Construction of Reservoirs
The power to look ahead is a gift of which every man is not possessed. Thus it sometimes has happened that in designing a water works system, especially when this system was formulated and built some years ago, when the growth of cities was far less rapid than at the present day, the engineer who designed the water supply failed to visualize the extensions that would later come to the city and consequently did not provide facilities for them. In a case of this kind, as has so often happened, the municipality must revamp its entire water supply system or even build a new one to meet the situation.

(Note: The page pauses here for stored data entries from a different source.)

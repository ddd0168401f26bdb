//! Procurement threshold artifacts

use super::{fmt_count, fmt_fixed, fmt_thousands, ArtifactWriter};
use crate::detectors::{
    BucketCount, ConcentrationAnomaly, DensityTest, HhiBucket, ThresholdAnalysis, ThresholdKind,
};
use crate::models::DISCLAIMER;
use anyhow::Result;

pub const SUMMARY_FILE: &str = "threshold-analysis-summary.md";

pub const DISTRIBUTION_HEADERS: [&str; 3] = ["bucket", "count", "percentage"];

pub const ANOMALY_HEADERS: [&str; 7] = [
    "threshold_type",
    "bucket",
    "count",
    "expected_count",
    "observed_vs_expected",
    "anomaly_type",
    "severity",
];

pub const HHI_HEADERS: [&str; 4] = ["bucket", "count", "percentage", "hhi"];

fn distribution_file(kind: ThresholdKind) -> &'static str {
    match kind {
        ThresholdKind::Services => "threshold-distribution.csv",
        ThresholdKind::Works => "threshold-distribution-works.csv",
    }
}

fn anomalies_file(kind: ThresholdKind) -> String {
    format!("threshold-anomalies-{}.csv", kind)
}

fn hhi_file(kind: ThresholdKind) -> String {
    format!("threshold-hhi-{}.csv", kind)
}

pub fn distribution_rows(distribution: &[BucketCount]) -> Vec<Vec<String>> {
    distribution
        .iter()
        .map(|b| {
            vec![
                b.label.to_string(),
                b.count.to_string(),
                fmt_fixed(b.percentage, 2),
            ]
        })
        .collect()
}

pub fn anomaly_rows(anomalies: &[ConcentrationAnomaly]) -> Vec<Vec<String>> {
    anomalies
        .iter()
        .map(|a| {
            vec![
                a.kind.to_string(),
                a.bucket.to_string(),
                a.count.to_string(),
                fmt_fixed(a.expected_count, 2),
                fmt_fixed(a.observed_vs_expected, 2),
                "concentration".to_string(),
                a.severity.to_string(),
            ]
        })
        .collect()
}

pub fn hhi_rows(hhi: &[HhiBucket]) -> Vec<Vec<String>> {
    hhi.iter()
        .map(|h| {
            vec![
                h.bucket.label.to_string(),
                h.bucket.count.to_string(),
                fmt_fixed(h.bucket.percentage, 2),
                fmt_fixed(h.hhi, 2),
            ]
        })
        .collect()
}

pub struct ThresholdSummary<'a> {
    pub files_read: usize,
    pub values: usize,
    pub skipped: usize,
    pub bandwidth: f64,
    pub analyses: &'a [ThresholdAnalysis],
}

pub fn render_threshold_summary(summary: &ThresholdSummary<'_>) -> String {
    let mut md = render_header(summary);
    md.push('\n');
    md.push_str(&render_methodology(summary));
    md.push_str("\n## Findings\n");
    for analysis in summary.analyses {
        md.push('\n');
        md.push_str(&render_analysis(analysis));
    }
    md.push('\n');
    md.push_str(&render_interpretation());
    md.push_str(&format!("\n---\n\n{}\n", DISCLAIMER));
    md
}

fn render_header(summary: &ThresholdSummary<'_>) -> String {
    let mut md = String::from(
        r#"# Threshold Clustering Analysis

This analysis identifies statistically unusual patterns in public procurement
contract values relative to EU tender thresholds. It looks for clustering of
values just below each threshold:
"#,
    );
    for analysis in summary.analyses {
        md.push_str(&format!(
            "- {} threshold: EUR {}\n",
            capitalize(&analysis.kind.to_string()),
            fmt_thousands(analysis.threshold)
        ));
    }
    md
}

fn render_methodology(summary: &ThresholdSummary<'_>) -> String {
    format!(
        r#"## Methodology

### Data
- Release files read: {files}
- Contracts with a positive award value: {values} ({skipped} skipped)

### Statistical Approach
- **Distribution analysis**: contract values binned as a share of the threshold
- **Concentration**: near-threshold buckets (90-100%) holding more than twice the
  uniform share are flagged; high severity above three times
- **Herfindahl-Hirschman Index (HHI)**: concentration of the bucket shares
- **Density discontinuity test**: compares the bin just below the threshold,
  [{lo}, 1), with the bin just above, [1, {hi}). Without a discontinuity both bins
  hold about as many values, so the count below follows Binomial(n, 1/2). The
  statistic is z = (below - above) / sqrt(below + above), chi-square = z^2, with a
  two-sided p-value from the standard normal. It is not computed when fewer than
  5 values fall in the two bins. This reference distribution assumes a flat
  density around the threshold; the data owner should confirm it before the
  result is relied on.

### Threshold Zones Analyzed
- 0-10%, 10-20%, ..., 80-90% (far below threshold)
- 90-95%, 95-99%, 99-100% (just below threshold)
- >100% (above threshold)
"#,
        files = fmt_count(summary.files_read),
        values = fmt_count(summary.values),
        skipped = fmt_count(summary.skipped),
        lo = fmt_fixed(1.0 - summary.bandwidth, 2),
        hi = fmt_fixed(1.0 + summary.bandwidth, 2),
    )
}

fn render_analysis(analysis: &ThresholdAnalysis) -> String {
    let mut md = format!(
        r#"### {} Threshold (EUR {})

**Distribution:**

| Bucket | Count | Percentage |
|--------|-------|------------|
"#,
        capitalize(&analysis.kind.to_string()),
        fmt_thousands(analysis.threshold)
    );
    for b in &analysis.distribution {
        md.push_str(&format!(
            "| {} | {} | {}% |\n",
            b.label,
            b.count,
            fmt_fixed(b.percentage, 2)
        ));
    }

    md.push_str(&format!(
        "\n**HHI:** {}\n\n**Threshold Anomalies:**\n\n",
        fmt_fixed(analysis.hhi_index, 2)
    ));
    if analysis.anomalies.is_empty() {
        md.push_str("No concentration anomalies detected.\n");
    } else {
        md.push_str(
            "| Bucket | Count | Expected | Observed/Expected | Severity |\n\
             |--------|-------|----------|-------------------|----------|\n",
        );
        for a in &analysis.anomalies {
            md.push_str(&format!(
                "| {} | {} | {} | {} | {} |\n",
                a.bucket,
                a.count,
                fmt_fixed(a.expected_count, 2),
                fmt_fixed(a.observed_vs_expected, 2),
                a.severity
            ));
        }
    }

    md.push('\n');
    md.push_str(&render_density(&analysis.density));
    md
}

fn render_density(test: &DensityTest) -> String {
    let stat = |v: Option<f64>| v.map(|x| fmt_fixed(x, 4)).unwrap_or_else(|| "n/a".into());
    format!(
        r#"**Density Discontinuity Test** (bandwidth {bw}):
- Values just below the threshold: {left}
- Values just above the threshold: {right}
- Near-threshold observations: {near}
- Far-left observations: {far_left}
- Far-right observations: {far_right}
- Chi-square statistic: {chi2}
- P-value: {p}
- Z-score: {z}
"#,
        bw = test.bandwidth,
        left = test.left,
        right = test.right,
        near = test.near,
        far_left = test.far_left,
        far_right = test.far_right,
        chi2 = stat(test.chi2),
        p = stat(test.p_value),
        z = stat(test.z_score),
    )
}

fn render_interpretation() -> String {
    r#"## Interpretation

**Statistical significance:**
- P-values < 0.05 indicate a statistically significant difference between the
  bins below and above the threshold
- Positive z-scores mean more values fall just below the threshold

**HHI interpretation:**
- HHI < 1500: low concentration
- 1500 <= HHI < 2500: moderate concentration
- HHI >= 2500: high concentration

## Limitations

1. **Data quality**: Contract values may be missing or estimated
2. **Threshold exemptions**: Some contracts are exempt from thresholds
3. **Temporal trends**: The analysis does not distinguish between years
4. **Contract modifications**: Value changes are not captured in static snapshots
"#
    .to_string()
}

fn capitalize(s: &str) -> String {
    let mut chars = s.chars();
    match chars.next() {
        Some(first) => first.to_uppercase().chain(chars).collect(),
        None => String::new(),
    }
}

/// Write all tables and the summary, in a fixed order
pub fn write_threshold(writer: &mut ArtifactWriter, summary: &ThresholdSummary<'_>) -> Result<()> {
    for analysis in summary.analyses {
        writer.write_csv(
            distribution_file(analysis.kind),
            &DISTRIBUTION_HEADERS,
            distribution_rows(&analysis.distribution),
        )?;
    }
    for analysis in summary.analyses {
        writer.write_csv(
            &anomalies_file(analysis.kind),
            &ANOMALY_HEADERS,
            anomaly_rows(&analysis.anomalies),
        )?;
    }
    for analysis in summary.analyses {
        writer.write_csv(
            &hhi_file(analysis.kind),
            &HHI_HEADERS,
            hhi_rows(&analysis.hhi),
        )?;
    }
    writer.write_text(SUMMARY_FILE, &render_threshold_summary(summary))?;
    Ok(())
}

It is at a time like this that the proper size, design and construction of the reservoir or reservoirs enters most vitally into the problem. An error in judgment as to the size necessary to take care of a water supply sufficient to provide for not only the needs of the present population but also to insure the consumption, both domestic and for fire protection, of the future years, will be an expensive proposition. It is far better, even with the added expense, to install at first a reservoir that is large enough to take care of all of these present and future needs than to later he compelled to change over and enlarge the system at a great cost that should never have been laid upon the city.
The installation of a reserve reservoir is almost invariably an economy in the long run. This has been proved time and time again, by cities which have suffered either through failure of the water supply through drought, or through the overtaxing of the supply by reason of the added draft consequent upon a large fire. In either case an ample sized reserve reservoir, doubling or trebling the supply, would have saved the citizens from discomfort and loss and the much-vexed superintendent ‘of water works from many an added gray hair.
It is the old story again that “foresight is better than hindsight.”